Crock-Pot Beef Stew
The weather has suddenly turned from mild misery to Antarctica in New York. And, at the risk of being completely hyperbolic, this beef stew is probably the best meal to eat in the middle of winter. Ever. Ever ever. It's that good. And so easy to make. Actually, you don't even need to make it. Your Crock-Pot does all the work while you go live your life!
- 1 1/2 pounds-ish beef top round
- 1 1/2 cup carrots, roughly chopped
- 1 onion, roughly chopped
- 2 sweet potatoes (1 large, 1 medium), roughly chopped
- 1 can beef stock, low sodium
- seasoning for the bee
- 1 large bag of kale
- Season the beef with salt and pepper or your favorite seasoning. Try to keep it low sodium.

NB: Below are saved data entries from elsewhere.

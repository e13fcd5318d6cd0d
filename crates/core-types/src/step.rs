//! Step input/output schemas: what the test-case collaborator feeds in, and
//! what the orchestrator emits back out.

use crate::resolution::Tier;
use serde::{Deserialize, Serialize};

/// The action verbs the executor understands.
#[derive(Debug, Clone, Copy, PartialEq, Eq, Serialize, Deserialize)]
#[serde(rename_all = "snake_case")]
pub enum Verb {
    Navigate,
    Click,
    Fill,
    Type,
    Select,
    Check,
    Uncheck,
    Hover,
    DoubleClick,
    PressKey,
    Scroll,
    UploadFile,
    Wait,
    WaitForElement,
    WaitForNavigation,
    AssertUrl,
    AssertVisible,
    AssertText,
    AssertValue,
    Screenshot,
}

impl Verb {
    /// Verbs that need a resolved DOM locator to act on.
    pub fn is_locator_driven(&self) -> bool {
        !matches!(
            self,
            Verb::Navigate
                | Verb::Wait
                | Verb::WaitForNavigation
                | Verb::AssertUrl
                | Verb::Screenshot
        )
    }

    /// Verbs that assert an expectation rather than perform an action --
    /// these are allowed to have no observable side effect without it being
    /// flagged as a silent no-op.
    pub fn is_assertion(&self) -> bool {
        matches!(
            self,
            Verb::AssertUrl | Verb::AssertVisible | Verb::AssertText | Verb::AssertValue
        )
    }

    pub fn is_pure_wait(&self) -> bool {
        matches!(self, Verb::Wait | Verb::WaitForElement | Verb::WaitForNavigation)
    }
}

/// One step of a test case, as ingested from the test-case authoring
/// collaborator (out of scope here; only the schema is specified).
#[derive(Debug, Clone, Serialize, Deserialize)]
pub struct StepSpec {
    pub step_number: u32,
    pub action: Verb,
    /// A human intent phrase ("click login button") or a raw selector.
    pub target: String,
    pub value: Option<String>,
    pub expected: Option<String>,
}

#[derive(Debug, Clone, Copy, PartialEq, Eq, Serialize, Deserialize)]
#[serde(rename_all = "snake_case")]
pub enum StepStatus {
    Pending,
    Running,
    Passed,
    Failed,
    Recovered,
    Skipped,
}

#[derive(Debug, Clone, Copy, PartialEq, Eq, Serialize, Deserialize)]
#[serde(rename_all = "snake_case")]
pub enum StepOutcome {
    Passed,
    Failed,
    Recovered,
    Skipped,
}

/// Per-step result emitted in the final test report.
#[derive(Debug, Clone, Serialize, Deserialize)]
pub struct StepResult {
    pub number: u32,
    pub action: Verb,
    pub target: String,
    pub status: StepOutcome,
    pub selector_used: Option<String>,
    pub tier: Tier,
    pub duration_ms: u64,
    pub error: Option<String>,
}

/// Aggregate counters surfaced in the final test report.
#[derive(Debug, Clone, Default, Serialize, Deserialize)]
pub struct RunMetrics {
    pub ai_calls: u32,
    pub kb_hits: u32,
    pub ai_dependency_pct: f64,
    pub recovery_rate: f64,
}

#[derive(Debug, Clone, Copy, PartialEq, Eq, Serialize, Deserialize)]
#[serde(rename_all = "snake_case")]
pub enum TestStatus {
    Passed,
    Failed,
    Cancelled,
}

/// The full execution-result schema emitted for one test case run.
#[derive(Debug, Clone, Serialize, Deserialize)]
pub struct ExecutionResult {
    pub test_id: String,
    pub status: TestStatus,
    pub total_steps: u32,
    pub passed: u32,
    pub failed: u32,
    pub recovered: u32,
    pub duration_ms: u64,
    pub per_step: Vec<StepResult>,
    pub metrics: RunMetrics,
}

- Cut the beef into cubes and throw them in the Crock-Pot. No searing necessary.
- Chop the carrots, sweet potatoes, and onions and throw them in the Crock-Pot.
- Pour the can of beef stock on top of the beef and vegetables. Add 1/2 can of water if you would like more broth. I like broth so I usually add a little extra water.
- Put the lid on it.
- Set the Crock-Pot for 4-6 hours on low. Note: Not all Crock-Pots are alike. Your Crock-Pot might cook at a different temperature, so you might want to check on your stew at about hour 4 if you're worried about drying out the beef.
- Take a big fist full of raw kale and throw it in a bowl.
- Ladle the stew into the bowl of kale.
- Eat and Enjoy!
This recipe yields about 5 servings for one person. I like to eat this for breakfast during the week. It sound ridiculous to eat beef stew for breakfast, but after a hard workout in the morning, this carb and protein heavy dish is just what I want!
9g fat/32.5g carbs/23g protein/389 calories (for about a 1/2 cup of sweet potato, 1/2 cup onion, 1/2 cup carrots, 4 1/2 oz beef)
Note: I am not a nutritionist, and the above f/c/p breakdown is an estimate. Please consult a physician or dietician before embarking on a regimented diet.